Rice University

Events at Rice

Colloquium

Physics & Astronomy

Speaker: Sylvester James Gates, Jr.
University System Regents Professor and John S. Toll Professor of Physics
University of Maryland at College Park

THE 1,358,954,496 MATRIX ELEMENTS TO GET FROM SUSY DIFF EQ’s TO PICTURES, CODES, CARD GAMES, MUSIC, COMPUTERS AND BACK AGAIN

Wednesday, February 8, 2017
4:00 PM  to 5:00 PM

101  Brockman Hall for Physics
Rice University
6100 Main St
Houston, Texas, USA

In this presentation a discussion is given of a recent derivation of a supersymmetrical QM representation spectrum that took some surprising twists and turns along the way.

Biography of Sylvester James Gates, Jr.:

Sylvester James Gates, Jr. is an American theoretical physicist. He received two B.S. degrees and a Ph.D. degree from the Massachusetts Institute of Technology. His doctoral thesis was the first one at MIT to deal with supersymmetry. Gates is currently a University System Regents Professor, the John S. Toll Professor of Physics at the University of Maryland, College Park, the Director of the String and Particle Theory Center, and serves on the U.S. President’s Council of Advisors on Science and Technology. He is known for his work on supersymmetry, supergravity, and superstring theory. In 1984, Gates co-authored Superspace, the first comprehensive book on the topic of supersymmetry.
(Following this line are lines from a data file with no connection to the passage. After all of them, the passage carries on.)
use std::io::{ErrorKind, Read};

use bytes::{Bytes, BytesMut};

use crate::error::{DataError, Result};
use crate::DataConfig;

const SKIP_CHUNK_SIZE: usize = 4 * 1024;

/// Reads typed values from any `Read` stream.
///
/// All multi-byte values are big-endian. Each call blocks until the full
/// value has been read; partial reads are handled internally.
pub struct DataReader<T> {
    inner: T,
    config: DataConfig,
}

impl<T: Read> DataReader<T> {
    /// Create a new reader with default configuration.
    pub fn new(inner: T) -> Self {
        Self::with_config(inner, DataConfig::default())
    }

    /// Create a new reader with explicit configuration.
    pub fn with_config(inner: T, config: DataConfig) -> Self {
        Self { inner, config }
    }

    /// Fill `buf` completely from the stream.
    ///
    /// Returns `Err(DataError::StreamClosed)` if EOF is hit first.
    fn fill(&mut self, buf: &mut [u8]) -> Result<()> {
        let mut offset = 0usize;
        while offset < buf.len() {
            match self.inner.read(&mut buf[offset..]) {
                Ok(0) => return Err(DataError::StreamClosed),
                Ok(n) => offset += n,
                Err(err) if err.kind() == ErrorKind::Interrupted => continue,
                Err(err) => return Err(err.into()),
            }
        }
        Ok(())
    }

    /// Read an unsigned byte.
    pub fn read_u8(&mut self) -> Result<u8> {
        let mut buf = [0u8; 1];
        self.fill(&mut buf)?;
        Ok(buf[0])
    }

    /// Read a signed byte.
    pub fn read_i8(&mut self) -> Result<i8> {
        Ok(self.read_u8()? as i8)
    }

    /// Read a big-endian `u16`.
    pub fn read_u16(&mut self) -> Result<u16> {
        let mut buf = [0u8; 2];
        self.fill(&mut buf)?;
        Ok(u16::from_be_bytes(buf))
    }

    /// Read a big-endian `i16`.
    pub fn read_i16(&mut self) -> Result<i16> {
        let mut buf = [0u8; 2];
        self.fill(&mut buf)?;
        Ok(i16::from_be_bytes(buf))
    }

    /// Read a big-endian `u32`.
    pub fn read_u32(&mut self) -> Result<u32> {
        let mut buf = [0u8; 4];
        self.fill(&mut buf)?;
        Ok(u32::from_be_bytes(buf))
    }

    /// Read a big-endian `i32`.
    pub fn read_i32(&mut self) -> Result<i32> {
        let mut buf = [0u8; 4];
        self.fill(&mut buf)?;
        Ok(i32::from_be_bytes(buf))
    }

    /// Read a big-endian `u64`.
    pub fn read_u64(&mut self) -> Result<u64> {
        let mut buf = [0u8; 8];
        self.fill(&mut buf)?;
        Ok(u64::from_be_bytes(buf))
    }

    /// Read a big-endian `i64`.
    pub fn read_i64(&mut self) -> Result<i64> {
        let mut buf = [0u8; 8];
        self.fill(&mut buf)?;
        Ok(i64::from_be_bytes(buf))
    }

    /// Read a big-endian IEEE-754 `f32`.
    pub fn read_f32(&mut self) -> Result<f32> {
        Ok(f32::from_bits(self.read_u32()?))
    }

    /// Read a big-endian IEEE-754 `f64`.
    pub fn read_f64(&mut self) -> Result<f64> {
        Ok(f64::from_bits(self.read_u64()?))
    }

    /// Read a boolean. Any non-zero byte is `true`.
    pub fn read_bool(&mut self) -> Result<bool> {
        Ok(self.read_u8()? != 0)
    }

    /// Read a length-prefixed UTF-8 text value (2-byte big-endian prefix).
    pub fn read_text(&mut self) -> Result<String> {
        let len = self.read_u16()? as usize;
        let mut buf = vec![0u8; len];
        self.fill(&mut buf)?;
        Ok(String::from_utf8(buf)?)
    }

    /// Read a length-prefixed blob (4-byte big-endian prefix).
    ///
    /// Fails with `PayloadTooLarge` if the prefix exceeds the configured
    /// maximum, before any payload bytes are consumed.
    pub fn read_blob(&mut self) -> Result<Bytes> {
        let len = self.read_u32()? as usize;
        if len > self.config.max_blob_size {
            return Err(DataError::PayloadTooLarge {
                size: len,
                max: self.config.max_blob_size,
            });
        }
        let mut buf = BytesMut::zeroed(len);
        self.fill(&mut buf)?;
        Ok(buf.freeze())
    }

    /// Fill `buf` exactly from the stream.
    pub fn read_bytes(&mut self, buf: &mut [u8]) -> Result<()> {
        self.fill(buf)
    }

    /// Fill `buf[off..off + len]` exactly from the stream.
    pub fn read_range(&mut self, buf: &mut [u8], off: usize, len: usize) -> Result<()> {
        let end = off
            .checked_add(len)
            .filter(|&end| end <= buf.len())
            .ok_or_else(|| {
                DataError::Io(std::io::Error::new(
                    ErrorKind::InvalidInput,
                    "range out of bounds",
                ))
            })?;
        self.fill(&mut buf[off..end])
    }

    /// Discard exactly `n` bytes from the stream.
    pub fn skip(&mut self, n: usize) -> Result<()> {
        let mut scratch = [0u8; SKIP_CHUNK_SIZE];
        let mut remaining = n;
        while remaining > 0 {
            let chunk = remaining.min(SKIP_CHUNK_SIZE);
            self.fill(&mut scratch[..chunk])?;
            remaining -= chunk;
        }
        Ok(())
    }

    /// Borrow the underlying stream.
    pub fn get_ref(&self) -> &T {
        &self.inner
    }

    /// Mutably borrow the underlying stream.
    pub fn get_mut(&mut self) -> &mut T {
        &mut self.inner
    }

    /// Consume the reader and return the inner stream.
    pub fn into_inner(self) -> T {
        self.inner
    }

    /// Current reader configuration.
    pub fn config(&self) -> &DataConfig {
        &self.config
    }
}

impl<T> std::fmt::Debug for DataReader<T> {
    fn fmt(&self, f: &mut std::fmt::Formatter<'_>) -> std::fmt::Result {
        f.debug_struct("DataReader")
            .field("config", &self.config)
            .finish_non_exhaustive()
    }
}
In 2006, he completed a DVD series titled Superstring Theory: The DNA of Reality for The Teaching Company composed of 24 half-hour lectures to make the complexities of unification theory comprehensible to non-physicists. In 2012, he was named a University System of Maryland Regents Professor. He is a past president of the National Society of Black Physicists, and is a NSBP Fellow. In 2013, he was elected to the National Academy of Sciences, becoming the first African-American physicist so recognized in its 150-year history. Prof. Gates was awarded the Mendel Medal by Villanova University “in recognition of his influential work in supersymmetry, supergravity and string theory, as well as his advocacy for science and science education in the United States and abroad.” President Obama awarded Prof. Gates the National Medal of Science, the highest award given to scientists in the U.S. In 2014, he was named the Harvard Foundation’s ‘‘Scientist of the Year.’’

He currently continues his research in supersymmetry in systems of particles, fields, and strings.